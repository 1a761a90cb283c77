use secrecy::{ExposeSecret, SecretString};
use sha2::{Digest, Sha256};

use crate::domain::request::ReimbursementRequest;
use crate::domain::user::{Role, User, UserId};
use crate::errors::DomainError;

/// Identity a caller claims to hold. At the HTTP boundary these come from
/// headers; the gate verifies them against the user set before any core
/// operation runs. Core code only ever sees the verified form.
#[derive(Clone, Debug, PartialEq)]
pub struct CallerClaims {
    pub user_id: UserId,
    pub role: Role,
    pub display_name: Option<String>,
}

#[derive(Clone, Debug, PartialEq)]
pub struct VerifiedIdentity {
    pub user_id: UserId,
    pub role: Role,
    pub display_name: Option<String>,
}

/// Both the id and the claimed role must match a registered user exactly.
pub fn verify(claims: &CallerClaims, users: &[User]) -> Result<VerifiedIdentity, DomainError> {
    let matched =
        users.iter().any(|user| user.id == claims.user_id && user.role == claims.role);
    if !matched {
        return Err(DomainError::InvalidIdentity);
    }

    Ok(VerifiedIdentity {
        user_id: claims.user_id.clone(),
        role: claims.role,
        display_name: claims.display_name.clone(),
    })
}

impl VerifiedIdentity {
    pub fn authorize_role(&self, allowed: &[Role]) -> Result<(), DomainError> {
        if allowed.contains(&self.role) {
            return Ok(());
        }

        Err(DomainError::Forbidden(format!(
            "role {} is not permitted for this operation",
            self.role.label()
        )))
    }

    pub fn is_admin(&self) -> bool {
        self.role == Role::Admin
    }

    pub fn owns(&self, record: &ReimbursementRequest) -> bool {
        self.user_id == record.requester_id
    }

    /// Approver-scoped reporting needs a display name to match against; Admin
    /// bypasses the requirement and sees the unfiltered set.
    pub fn reviewer_name(&self) -> Result<Option<&str>, DomainError> {
        if self.is_admin() {
            return Ok(None);
        }

        match self.display_name.as_deref().map(str::trim) {
            Some(name) if !name.is_empty() => Ok(Some(name)),
            _ => Err(DomainError::Forbidden(
                "approver display name is required for this operation".to_string(),
            )),
        }
    }

    /// Mutation rule for update/delete: the caller must own the record or
    /// hold the Approver or Admin role.
    pub fn authorize_mutation(&self, record: &ReimbursementRequest) -> Result<(), DomainError> {
        if self.owns(record) || matches!(self.role, Role::Approver | Role::Admin) {
            return Ok(());
        }

        Err(DomainError::Forbidden(
            "only the requester, an approver, or an admin may modify this request".to_string(),
        ))
    }
}

/// Passwords are digested before they reach storage; the plaintext lives in a
/// `SecretString` so it is never logged or debug-printed.
pub fn hash_password(password: &SecretString) -> String {
    let digest = Sha256::digest(password.expose_secret().as_bytes());
    digest.iter().map(|byte| format!("{byte:02x}")).collect()
}

/// Same time-token scheme as request ids, with a `user-` prefix.
pub fn generate_user_id(now: chrono::DateTime<chrono::Utc>) -> UserId {
    use rand::Rng;
    let suffix: u32 = rand::thread_rng().gen();
    UserId(format!("user-{}-{suffix:08x}", now.timestamp_millis()))
}
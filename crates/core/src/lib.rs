pub mod config;
pub mod domain;
pub mod errors;
pub mod identity;
pub mod lifecycle;
pub mod reports;
pub mod transitions;

pub use domain::request::{
    AttachedBill, LineItem, ReimbursementRequest, RequestId, RequestStatus,
};
pub use domain::user::{Role, User, UserId};
pub use errors::DomainError;
pub use identity::{CallerClaims, VerifiedIdentity};
pub use reports::{ApproverMatching, ReportFilter};
pub use transitions::{InvalidTransition, ReviewAction};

- - -

## What to work on
Go through the entries and return each line where the word "suffix" appears.

## Response to this exercise
    let suffix: u32 = rand::thread_rng().gen();
    UserId(format!("user-{}-{suffix:08x}", now.timestamp_millis()))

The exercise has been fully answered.